The scenery is not hard to digest either: to the east, the high peaks
of England's lake district; to the north, across the Solway Firth the
hills of Scotland; and to the west, the mysterious Isle of Man. The
drive from southern Scotland to Silloth takes about an hour and a half
and playing this course is definitely worth the short trip.
I
had the opportunity to play here with the club historian who kindly
provided not only a crisp documentary but also a gorgeous blue sky and
sunshine. After three days of rain, the day was even more special. We
began at the Horse Shoe, as the first hole is known, a gentle par 4
that will oblige a par unless the approach is hit into the bright
yellow whins that surround the back of the small green. The next two
are honest par 4s and I got excited with a three at the 3rd. Next is
the Mill, a 370 yarder through some dunes, demanding a precise shot
into the long narrow strip of green with deep gullies on both sides.
The front left pin position was interesting. Up a hill my partner and
I walked to the pinnacle tee of the 5th, aptly named Solway. Here we
could see clearly across the firth to Scotland and, in the far
distance, a shadow of the Isle of Man. What a sight! The tee shot
crosses over rough territory and heads out to a wide fairway near the
beach which is out-of-bounds along the entire hole. However two good
shots should set up a reasonable birdie putt on this par 5. The sixth,
our first par 3, is an original Park hole, a downhill beauty of 200
yards with a small green protected by two bunkers well in front. The
7th and 8th return to a walk in between the sandhills and both offer a
fine test - especially the 7th with a green hidden in a hollow in the
dunes. At The Manx, the short 9th, you can see forever down the blue
waters of the Solway from the elevated tee. This hole reminds me a
little of Troon's Postage Stamp, short and slightly downhill to a nice
plateau green surrounded by hummocks and bunkers staring at you like
pit bull dogs.
The
10th, a short par 4 dogleg left, continues the outward journey to a
green at the farthest point from the clubhouse. No halfway house here.
Be careful with your approach since the course boundary (OB) tightly
guards the right edge of the green. MacKenzie designed the 10th and
the 11th, a solid par 4 with OB along the entire right side. To the
left is the yellow death - whins. The green is ample but narrow.

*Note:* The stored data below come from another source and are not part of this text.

//! Severity bitmasks for the group logger.
//!
//! - [`LogLevels`] holds the fixed bit assignment for each severity.
//! - [`Level`] is a mutable mask register whose every mutation is validated
//!   against the same rule, so groups, transports and the logger itself never
//!   disagree about what a usable mask is.
//!
//! A candidate mask is valid iff it is a whole number in
//! `0..=MAX_SAFE_INTEGER`. Invalid input never panics: it is rejected and the
//! stored mask is left exactly as it was.

mod error;
mod levels;

pub use error::LevelParseError;
pub use levels::LogLevels;

/// Largest integer that survives a round trip through an IEEE-754 double.
pub const MAX_SAFE_INTEGER: u64 = (1 << 53) - 1;

/// A value that may be offered as a level mask.
///
/// Integer types convert when they are non-negative and within
/// [`MAX_SAFE_INTEGER`]; floating point values additionally have to be finite
/// and have no fractional part.
pub trait LevelValue {
    /// Returns the mask this value denotes, or `None` if it is not a valid level.
    fn to_mask(self) -> Option<u64>;
}

macro_rules! integer_level_value {
    ($($ty:ty),*) => {$(
        impl LevelValue for $ty {
            fn to_mask(self) -> Option<u64> {
                u64::try_from(self).ok().filter(|value| *value <= MAX_SAFE_INTEGER)
            }
        }
    )*};
}

integer_level_value!(u8, u16, u32, u64, u128, usize, i8, i16, i32, i64, i128, isize);

impl LevelValue for f64 {
    fn to_mask(self) -> Option<u64> {
        if !self.is_finite() || self.fract() != 0.0 {
            return None;
        }
        if self < 0.0 || self > MAX_SAFE_INTEGER as f64 {
            return None;
        }
        Some(self as u64)
    }
}

impl LevelValue for f32 {
    fn to_mask(self) -> Option<u64> {
        f64::from(self).to_mask()
    }
}

impl LevelValue for Level {
    fn to_mask(self) -> Option<u64> {
        Some(self.get())
    }
}

impl LevelValue for &Level {
    fn to_mask(self) -> Option<u64> {
        Some(self.get())
    }
}

impl<V: LevelValue> LevelValue for Option<V> {
    fn to_mask(self) -> Option<u64> {
        self.and_then(LevelValue::to_mask)
    }
}

/// Returns whether `candidate` is a usable level mask.
pub fn is_valid_level(candidate: impl LevelValue) -> bool {
    candidate.to_mask().is_some()
}

/// Returns the mask `candidate` denotes, treating anything invalid as
/// [`LogLevels::NONE`].
pub fn mask_or_zero(candidate: impl LevelValue) -> u64 {
    candidate.to_mask().unwrap_or(LogLevels::NONE)
}

/// Mutable level mask register.
///
/// Every operation validates both its argument and the resulting mask; a
/// rejected operation returns `false` and leaves the register untouched.
#[derive(Debug, Clone, Copy, PartialEq, Eq)]
pub struct Level {
    value: u64,
    fallback: u64,
}

impl Level {
    /// Creates a register holding `initial`, falling back to
    /// [`LogLevels::DEFAULT`] when `initial` is not a valid level.
    pub fn new(initial: impl LevelValue) -> Self {
        Self::with_fallback(initial, LogLevels::DEFAULT)
    }

    /// Creates a register holding `initial`, or `fallback` when `initial` is
    /// invalid. `fallback` is also what [`Level::get`] reports should the
    /// stored mask ever be out of range.
    pub fn with_fallback(initial: impl LevelValue, fallback: impl LevelValue) -> Self {
        let fallback = fallback.to_mask().unwrap_or(LogLevels::DEFAULT);
        let value = initial.to_mask().unwrap_or(fallback);
        Self { value, fallback }
    }

    /// Returns the current mask.
    pub fn get(&self) -> u64 {
        if self.value <= MAX_SAFE_INTEGER { self.value } else { self.fallback }
    }

    /// Returns the mask reported when the stored one is unusable.
    pub fn fallback(&self) -> u64 {
        self.fallback
    }

    /// Replaces the mask. Returns `false` and keeps the old mask if `value`
    /// is not a valid level.
    pub fn set(&mut self, value: impl LevelValue) -> bool {
        match value.to_mask() {
            Some(mask) => {
                self.value = mask;
                true
            }
            None => false,
        }
    }

    /// ORs `bit` into the mask.
    pub fn enable(&mut self, bit: impl LevelValue) -> bool {
        let Some(bit) = bit.to_mask() else {
            return false;
        };
        self.apply(self.get() | bit)
    }

    /// Enables each entry of `bits`, skipping invalid ones. Returns how many
    /// entries were applied.
    pub fn enable_multiple<I>(&mut self, bits: I) -> usize
    where
        I: IntoIterator,
        I::Item: LevelValue,
    {
        bits.into_iter().map(|bit| self.enable(bit)).filter(|applied| *applied).count()
    }

    /// XORs `bit` out of the mask.
    ///
    /// This clears `bit` when it is set. Disabling a bit that is currently
    /// clear toggles it on.
    pub fn disable(&mut self, bit: impl LevelValue) -> bool {
        let Some(bit) = bit.to_mask() else {
            return false;
        };
        self.apply(self.get() ^ bit)
    }

    /// Disables each entry of `bits`, skipping invalid ones. Returns how many
    /// entries were applied.
    pub fn disable_multiple<I>(&mut self, bits: I) -> usize
    where
        I: IntoIterator,
        I::Item: LevelValue,
    {
        bits.into_iter().map(|bit| self.disable(bit)).filter(|applied| *applied).count()
    }

    /// Returns whether the mask shares at least one bit with `bits`.
    pub fn intersects(&self, bits: u64) -> bool {
        self.get() & bits != 0
    }

    fn apply(&mut self, candidate: u64) -> bool {
        if candidate > MAX_SAFE_INTEGER {
            return false;
        }
        self.value = candidate;
        true
    }
}

impl Default for Level {
    fn default() -> Self {
        Self::new(LogLevels::DEFAULT)
    }
}

impl From<Level> for u64 {
    fn from(level: Level) -> Self {
        level.get()
    }
}
//! Reactor runtime.
//!
//! Readiness-based model: a poller tells a loop which sockets are ready,
//! then the loop performs non-blocking reads and writes on them. Uses
//! epoll on Linux and kqueue on BSD/macOS, both through mio.
//!
//! - `RingBuffer`: per-connection inbound/outbound bytes
//! - `Poller`: readiness plus a cross-thread task queue
//! - `Conn`: connection state seen by the handler
//! - `EventLoop`: one thread driving a set of connections
//! - `Acceptor`: shared-listener accept thread with a load balancer

mod acceptor;
mod balancer;
mod buffer;
mod connection;
mod event_loop;
mod listener;
mod poller;

pub use buffer::RingBuffer;
pub use connection::{Conn, ConnHandle};
pub use listener::SockAddr;

pub(crate) use acceptor::Acceptor;
pub(crate) use event_loop::{guarded, EventLoop, LoopShared, Task};
pub(crate) use listener::{reuse_port_supported, Listener};
pub(crate) use poller::{Notifier, Poller};
//! Length-prefixed framing.
//!
//! ## Wire format
//!
//! ```text
//! +--------------+----------------+----------------------+
//! | offset bytes | length (w)     | frame body           |
//! +--------------+----------------+----------------------+
//! ```
//!
//! The length field is `w` bytes wide (1, 2, 3, 4 or 8) in the configured
//! byte order. Its value is the body length, optionally shifted by a length
//! adjustment and optionally counting the field itself. Encoding always
//! writes the field at offset 0; the offset only matters when decoding
//! frames produced by some other peer.
//!
//! For `decode(encode(p)) == p` the decoder adjustment must be the negation
//! of the encoder adjustment and the decoder must strip `offset + w` bytes.

use super::{Codec, Decoded};
use crate::error::CodecError;
use bytes::{Buf, BufMut, Bytes, BytesMut};
use serde::Deserialize;

/// Byte order of the length field.
#[derive(Debug, Clone, Copy, PartialEq, Eq, Default, Deserialize)]
#[serde(rename_all = "lowercase")]
pub enum ByteOrder {
    #[default]
    Big,
    Little,
}

/// How lengths are written.
#[derive(Debug, Clone, Copy, PartialEq, Eq)]
pub struct EncoderConfig {
    pub byte_order: ByteOrder,
    /// Width of the length field in bytes.
    pub length_field_length: usize,
    /// Added to the payload length before it is written.
    pub length_adjustment: i64,
    /// Count the length field itself in the written value.
    pub length_includes_length_field: bool,
}

/// How lengths are read back.
#[derive(Debug, Clone, Copy, PartialEq, Eq)]
pub struct DecoderConfig {
    pub byte_order: ByteOrder,
    /// Bytes preceding the length field.
    pub length_field_offset: usize,
    /// Width of the length field in bytes.
    pub length_field_length: usize,
    /// Added to the field value to get the body length.
    pub length_adjustment: i64,
    /// The field value counts the field itself.
    pub length_includes_length_field: bool,
    /// Leading bytes removed from the returned frame.
    pub initial_bytes_to_strip: usize,
}

/// Length-field based frame codec.
#[derive(Debug, Clone, Copy)]
pub struct LengthFieldCodec {
    encoder: EncoderConfig,
    decoder: DecoderConfig,
}

impl LengthFieldCodec {
    /// Create a codec, rejecting field widths other than 1, 2, 3, 4 or 8.
    pub fn new(encoder: EncoderConfig, decoder: DecoderConfig) -> Result<Self, CodecError> {
        check_width(encoder.length_field_length)?;
        check_width(decoder.length_field_length)?;
        Ok(Self { encoder, decoder })
    }

    /// Symmetric codec: `width`-byte length at offset 0, header stripped on decode.
    pub fn with_width(width: usize, byte_order: ByteOrder) -> Result<Self, CodecError> {
        Self::new(
            EncoderConfig {
                byte_order,
                length_field_length: width,
                length_adjustment: 0,
                length_includes_length_field: false,
            },
            DecoderConfig {
                byte_order,
                length_field_offset: 0,
                length_field_length: width,
                length_adjustment: 0,
                length_includes_length_field: false,
                initial_bytes_to_strip: width,
            },
        )
    }

    pub fn encoder_config(&self) -> &EncoderConfig {
        &self.encoder
    }

    pub fn decoder_config(&self) -> &DecoderConfig {
        &self.decoder
    }
}

fn check_width(width: usize) -> Result<(), CodecError> {
    match width {
        1 | 2 | 3 | 4 | 8 => Ok(()),
        other => Err(CodecError::UnsupportedWidth(other)),
    }
}

impl Codec for LengthFieldCodec {
    fn encode(&self, payload: &[u8]) -> Result<Bytes, CodecError> {
        let cfg = &self.encoder;
        let width = cfg.length_field_length;

        let mut length = payload.len() as i128 + cfg.length_adjustment as i128;
        if cfg.length_includes_length_field {
            length += width as i128;
        }
        if length < 0 {
            return Err(CodecError::NegativeLength);
        }

        let capacity: i128 = 1 << (8 * width);
        if length >= capacity {
            return Err(CodecError::ExceedsCapacity {
                width,
                length: u64::try_from(length).unwrap_or(u64::MAX),
            });
        }

        let mut out = BytesMut::with_capacity(width + payload.len());
        match cfg.byte_order {
            ByteOrder::Big => out.put_uint(length as u64, width),
            ByteOrder::Little => out.put_uint_le(length as u64, width),
        }
        out.put_slice(payload);
        Ok(out.freeze())
    }

    fn decode(&self, input: &[u8]) -> Result<Decoded, CodecError> {
        let cfg = &self.decoder;
        let width = cfg.length_field_length;
        let header_end = cfg.length_field_offset + width;
        if input.len() < header_end {
            return Ok(Decoded::Incomplete);
        }

        let mut field = &input[cfg.length_field_offset..header_end];
        let value = match cfg.byte_order {
            ByteOrder::Big => field.get_uint(width),
            ByteOrder::Little => field.get_uint_le(width),
        };

        let mut body_len = value as i128 + cfg.length_adjustment as i128;
        if cfg.length_includes_length_field {
            body_len -= width as i128;
        }
        if body_len < 0 {
            return Err(CodecError::NegativeLength);
        }

        let total = usize::try_from(header_end as i128 + body_len).map_err(|_| {
            CodecError::ExceedsCapacity {
                width,
                length: value,
            }
        })?;
        if input.len() < total {
            return Ok(Decoded::Incomplete);
        }
        if cfg.initial_bytes_to_strip > total {
            return Err(CodecError::StripExceedsFrame {
                strip: cfg.initial_bytes_to_strip,
                frame: total,
            });
        }

        Ok(Decoded::Frame {
            frame: Bytes::copy_from_slice(&input[cfg.initial_bytes_to_strip..total]),
            consumed: total,
        })
    }
}
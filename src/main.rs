//! loopnet-echo: an echo server on the loopnet engine
//!
//! Every decoded frame is written back to its sender. Useful as a smoke
//! test for codecs, transports and load-balancing settings:
//!
//! ```text
//! loopnet-echo --listen tcp://127.0.0.1:9000 --multicore
//! loopnet-echo --config echo.toml --log-level debug
//! ```

mod cli;

use cli::Config;
use loopnet::{serve, Action, Conn, EventHandler, Server};
use parking_lot::Mutex;
use std::io;
use std::sync::Arc;
use std::time::Duration;
use tracing::{debug, info, warn};
use tracing_subscriber::EnvFilter;

/// Echoes frames and keeps a handle for Ctrl-C.
struct EchoHandler {
    server: Arc<Mutex<Option<Server>>>,
}

impl EventHandler for EchoHandler {
    fn on_init_complete(&self, server: &Server) -> Action {
        info!(
            addr = %server.addr(),
            network = %server.network(),
            loops = server.num_event_loop(),
            reuse_port = server.reuse_port(),
            "Echo server ready"
        );
        *self.server.lock() = Some(server.clone());
        Action::None
    }

    fn on_shutdown(&self, _server: &Server) {
        info!("Echo server stopped");
    }

    fn on_opened(&self, conn: &mut Conn) -> (Option<Vec<u8>>, Action) {
        debug!(remote = %conn.remote_addr(), loop_id = conn.loop_index(), "Client connected");
        (None, Action::None)
    }

    fn on_closed(&self, conn: &mut Conn, err: Option<&io::Error>) -> Action {
        match err {
            Some(e) => debug!(remote = %conn.remote_addr(), error = %e, "Client disconnected"),
            None => debug!(remote = %conn.remote_addr(), "Client disconnected"),
        }
        Action::None
    }

    fn react(&self, frame: Option<&[u8]>, _conn: &mut Conn) -> (Option<Vec<u8>>, Action) {
        (frame.map(<[u8]>::to_vec), Action::None)
    }

    fn tick(&self) -> (Duration, Action) {
        if let Some(server) = self.server.lock().as_ref() {
            info!(connections = server.count_connections(), "Tick");
        }
        (Duration::from_secs(1), Action::None)
    }
}

fn main() -> Result<(), Box<dyn std::error::Error>> {
    // Load configuration
    let config = Config::load()?;

    // Initialize logging
    let filter =
        EnvFilter::try_from_default_env().unwrap_or_else(|_| EnvFilter::new(&config.log_level));

    tracing_subscriber::fmt()
        .with_env_filter(filter)
        .with_target(false)
        .init();

    info!(
        listen = %config.listen,
        loops = config.options.event_loop_count(),
        reuse_port = config.options.reuse_port,
        lb = ?config.options.load_balancing,
        codec = ?config.options.codec,
        "Starting loopnet-echo"
    );

    let server = Arc::new(Mutex::new(None::<Server>));
    let signal_target = Arc::clone(&server);
    ctrlc::set_handler(move || match signal_target.lock().as_ref() {
        Some(server) => {
            info!("Interrupt received, shutting down");
            server.shutdown();
        }
        None => {
            warn!("Interrupt received before startup finished; exiting");
            std::process::exit(130);
        }
    })?;

    serve(EchoHandler { server }, &config.listen, config.options)?;
    Ok(())
}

Although taking a six on the 11th was no picnic, making par at the 200
yard 12th was fun. Dunes, whins, a small mound and a pot bunker
protect this tiny green. I also enjoyed the Hogs Back, the par 5 13th
which puzzles the golfer as soon as he can see the narrow gap in a
transverse ridge of sandhills running across the fairway. Through this
gap the flicker of the flag is barely visible, adding some excitement,
especially if the wind blows. Avoid going left through the gap to miss
the whins. Willie Fernie, another of Troon's pros, designed this one
and placed the green on a particularly high plateau. Next comes
another par 5, formerly a formidable 473 yard par 4, but now a good
chance for birdie at 510 yards. A semicircle of whins neatly surrounds
the narrow green. The 15th, a solid par 4, begins a good conclusion to
the round. Yellow bushes of peril line both sides of the fairway and
also wind around the spacious green. Alister MacKenzie built the 16th,
another memorable 200 yarder, across a gulley of heather to a elevated
green set into a sandhill with whins closeby. Duffers is the name for
the 17th where you drive over a nasty expanse of scrub which formerly
was a large sandy waste area called 'Duffers Bunker'. The Home Hole is
also a good one, requiring two strong shots to reach the green on this
440 yard par 4. Whins and fairway bunkers penalize a wayward drive
while the greensite features MacKenzie mounding with the nearby
clubhouse serving as out-of-bounds.
I
thoroughly enjoyed my round at Silloth and, while my playing partner
and I had lunch at a local restaurant, we reminisced about the course
and its history. Silloth certainly has it all: a good crop of whins,
deep pot bunkers, undulating fairways with good elevation changes,
nicely contoured greens, and dramatic scenery. Tie all that together
and include Cecil Leitch who grew up here in the 1890s and you have an
unforgettable golf experience. This leads into our historical profile
of one of the most famous British golfers ever to grace a links.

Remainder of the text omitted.